J. is looking into making two different
shaped LEB Chambers. This is not preferred, since it increases
complexity and ED&I time. James will look at reducing the
size of the octupole trim, and possibly moving it to clear the
chamber (Stan will deliver a final spec. on octupole trim capacity,
for James to work with). He felt that the trims could be flattened,
and possibly reduced in cross-section, but their position is tied
to the higher harmonics they produce.
Q2 Magnet Update
James Osborn reported on progress in the Q2 Magnet analysis. He has found that displacing the inner conductor on the split-plane and deleting the inner condutor on the face of the pole root can essentially eliminate n = 6, 10, and 14 harmonics. Moving the other conductors did not seem to help. This suggests that it may be hard to reduce the 4 mm of displacement expected for the inner conductor. However, the entire coil package may be able to be displaced into the HEB passage somewhat to avoid encroaching on the LEB Chamber.

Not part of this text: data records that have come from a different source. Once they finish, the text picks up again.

mod range_reader;
mod recovery;

use std::io;
use std::sync::Arc;

use log::info;
pub use range_reader::RangeReader;
pub use recovery::Decision;

use crate::access::RandomAccessFile;
use crate::config::Config;
use crate::errors::EmptyPayload;
use crate::errors::LsnOutOfRange;
use crate::errors::NotWritable;
use crate::errors::WalError;
use crate::index::LogIndex;
use crate::types::Lsn;

/// A durable, append-only write-ahead log.
///
/// Composes one log file, holding the opaque concatenation of entry
/// payloads in LSN order, and one index file mapping each LSN to the byte
/// range its payload occupies. Entries are identified by dense LSNs
/// assigned from 0; committing and truncation move the commit head and
/// write head recorded in the index header.
///
/// Every mutating operation takes `&mut self`: overlapping composite
/// mutations of one WAL are rejected at compile time, and no internal
/// mutex is taken. Each WAL exclusively owns its two files for its
/// lifetime.
#[derive(Debug)]
pub struct Wal {
    config: Arc<Config>,
    log: RandomAccessFile,
    index: LogIndex,
}

impl Wal {
    /// Creates both files and initializes the index header.
    ///
    /// Fails if either file already exists.
    pub fn create(config: Config) -> Result<Self, WalError> {
        let mut log = RandomAccessFile::create(&config.path)?;
        log.lock_exclusive()?;

        let index = LogIndex::create(config.index_path(), 0, 0)?;

        info!("Created WAL: {} (index: {})", config.path, config.index_path());

        Ok(Self {
            config: Arc::new(config),
            log,
            index,
        })
    }

    /// Opens both files, read-only or read/write per the config.
    ///
    /// A missing file surfaces as `io::ErrorKind::NotFound`. A writable
    /// open takes an advisory exclusive lock on the log file.
    pub fn open(config: Config) -> Result<Self, WalError> {
        let writable = config.writable();

        let mut log = RandomAccessFile::open(&config.path, writable)?;
        if writable {
            log.lock_exclusive()?;
        }

        let index = LogIndex::open(config.index_path(), writable)?;

        info!(
            "Opened WAL: {} writable={} head={} commit={}",
            config.path,
            writable,
            index.head(),
            index.commit_head()
        );

        Ok(Self {
            config: Arc::new(config),
            log,
            index,
        })
    }

    /// Opens the WAL, creating it first when absent and writable.
    ///
    /// Only `NotFound` triggers the create fallback, and only for a
    /// writable config; everything else propagates.
    pub fn open_or_create(config: Config) -> Result<Self, WalError> {
        match Self::open(config.clone()) {
            Ok(wal) => Ok(wal),
            Err(WalError::Io(e))
                if e.kind() == io::ErrorKind::NotFound && config.writable() =>
            {
                Self::create(config)
            }
            Err(e) => Err(e),
        }
    }

    /// Appends `payload` as the next entry and returns its LSN.
    ///
    /// The payload lands at the sentinel offset `offset(head)`; the index
    /// is incremented only after the payload write completes, so a failure
    /// in between leaves unreachable trailing bytes but a consistent
    /// index.
    pub fn write(&mut self, payload: &[u8]) -> Result<Lsn, WalError> {
        if !self.writable() {
            return Err(self.not_writable().into());
        }
        if payload.is_empty() {
            return Err(EmptyPayload.into());
        }

        let start = self.index.offset(self.index.head())?;
        let end = self.log.write(start, payload)?;
        let lsn = self.index.increment(end)?;

        Ok(lsn)
    }

    /// Reads back the payload of entry `lsn`, byte for byte.
    pub fn read(&self, lsn: Lsn) -> Result<Vec<u8>, WalError> {
        let span = self.index.get(lsn)?;
        let buf = self.log.read(span.offset(), span.size())?;
        Ok(buf)
    }

    /// Returns a lazy sequence over the payloads of `count` entries
    /// starting at `first`; `count` defaults to all remaining entries.
    ///
    /// The index is queried once for the whole range up front; payloads
    /// are read from the log file one at a time as the sequence is pulled.
    pub fn read_range(
        &self,
        first: Lsn,
        count: Option<i32>,
    ) -> Result<RangeReader<'_>, WalError> {
        let head = self.index.head();
        if first < self.index.base_index() || first > head {
            return Err(LsnOutOfRange::new(first, self.index.base_index(), head).into());
        }

        let count = count.unwrap_or(head - first);

        let spans = if count == 0 {
            Vec::new()
        } else {
            self.index.get_range(first, count)?
        };

        Ok(RangeReader::new(&self.log, spans))
    }

    /// Commits `lsn`. See [`LogIndex::commit`] for the ordering contract.
    pub fn commit(&mut self, lsn: Lsn) -> Result<Lsn, WalError> {
        if !self.writable() {
            return Err(self.not_writable().into());
        }
        self.index.commit(lsn)
    }

    /// Whether `lsn` is strictly below the commit head; see
    /// [`LogIndex::is_committed`].
    pub fn is_committed(&self, lsn: Lsn) -> bool {
        self.index.is_committed(lsn)
    }

    /// Whether `lsn` is at or below the commit head.
    pub fn is_committed_or_earlier(&self, lsn: Lsn) -> bool {
        self.index.is_committed_or_earlier(lsn)
    }

    /// Discards entries at `from` and above and shrinks the log file to
    /// the surviving prefix. Returns the new log size in bytes.
    ///
    /// Requires `commit_head() < from <= next()`. Truncating at the write
    /// head is a no-op success; truncated LSNs are re-issued by the next
    /// write.
    pub fn truncate(&mut self, from: Lsn) -> Result<u64, WalError> {
        if !self.writable() {
            return Err(self.not_writable().into());
        }

        if from == self.index.head() {
            return Ok(self.log.size());
        }

        let new_size = self.index.truncate(from)?;
        self.log.truncate(new_size)?;

        info!("Truncated WAL {} to lsn {}: new size {}", self.name(), from, new_size);

        Ok(new_size)
    }

    /// Syncs and closes both files.
    pub fn close(self) -> Result<(), WalError> {
        self.log.close()?;
        self.index.close()?;
        Ok(())
    }

    /// Path of the log file.
    pub fn name(&self) -> &str {
        &self.config.path
    }

    /// The index file.
    pub fn index(&self) -> &LogIndex {
        &self.index
    }

    pub fn writable(&self) -> bool {
        self.log.writable()
    }

    /// Log file size in bytes.
    pub fn size(&self) -> u64 {
        self.log.size()
    }

    /// The LSN the next write will be assigned.
    pub fn next(&self) -> Lsn {
        self.index.head()
    }

    /// The last committed LSN, or [`NO_COMMIT`](crate::NO_COMMIT).
    pub fn commit_head(&self) -> Lsn {
        self.index.commit_head()
    }

    pub(crate) fn not_writable(&self) -> NotWritable {
        NotWritable::new(&self.config.path)
    }
}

Mike Sullivan reported that the half-aperture
BSC's for the Q2 Magnet are thus (defined as 15 sigma + 2 mm):
At z = 3.5 m (the start of the Q4 LEB Chamber) the BSC is clipped by a 45 mm wide HER Arc Quad Chamber extrusion. This was needed to leave room for coil and support in the Q4 septum region. Since this is clipping the BSCx already, John Seeman and Mike Sullivan felt that extending this into the back end of the Q2 Magnet should not be an additional problem.
The following proposal and action plan was developed:
--Out-board end: reduce Q2 LEB Chamber half-width to 45 mm
--In-board end: reduce half-width by 1 mm (encroach BSCx by 1 mm)
--LEB Chamber: linearly taper chamber between in- and out-board ends
--Move Q2 coil conductor by 3.5 mm, max
--Add 0.5 mm alignment and fab tolerance to the Q2 LEB Chamber dim's.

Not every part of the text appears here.